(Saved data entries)
*** Block opens ***

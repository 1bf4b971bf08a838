use std::collections::VecDeque;
use std::sync::{Arc, Mutex, PoisonError};

use crate::component::descriptor::{ComponentDescriptor, ViewDescriptor};
use crate::component::registry::ComponentRegistry;
use crate::foundation::core::{BatchId, Point, Props, Size, Tag};
use crate::foundation::error::{ShadowError, ShadowResult, absorb, invariant};
use crate::layout::engine::LayoutEngine;
use crate::layout::style::LAYOUT_PROPS;
use crate::layout::taffy_engine::TaffyLayoutEngine;
use crate::mount::animation::{AnimationCallback, AnimationSequencer, LayoutAnimationConfig};
use crate::mount::context::MountContext;
use crate::mount::planner::MutationPlanner;
use crate::mount::record::{FrameMutation, MountBatch, MountHook, MountOp};
use crate::native::registry::NativeRegistry;
use crate::native::view::NativeView;
use crate::runtime::command::Command;
use crate::runtime::config::UiManagerOpts;
use crate::shadow::children::ManageChildren;
use crate::shadow::node::LocalData;
use crate::shadow::registry::ShadowRegistry;
use crate::tracking::change_tracker::ChangeTracker;
use crate::tracking::observer::ObserverCoordinator;

/// Arbitrary closure queued against the native registry.
pub type UiBlock = MountHook;

/// Callback receiving a rejected layout animation configuration.
pub type AnimationErrorCallback = Box<dyn FnOnce(ShadowError) + Send>;

/// Receives committed batches, typically by forwarding them to the UI actor.
pub trait MountSink: Send {
    /// Hand over one committed batch.
    fn submit(&mut self, batch: MountBatch) -> ShadowResult<()>;
}

/// In-memory sink that queues committed batches for the caller to mount.
#[derive(Clone, Default)]
pub struct BatchQueue {
    batches: Arc<Mutex<VecDeque<MountBatch>>>,
}

impl std::fmt::Debug for BatchQueue {
    fn fmt(&self, f: &mut std::fmt::Formatter<'_>) -> std::fmt::Result {
        f.debug_struct("BatchQueue")
            .field("queued", &self.len())
            .finish()
    }
}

*** Block closes ***

Find every line above that contains the word "Mutex", and return each one.

use std::sync::{Arc, Mutex, PoisonError};
    batches: Arc<Mutex<VecDeque<MountBatch>>>,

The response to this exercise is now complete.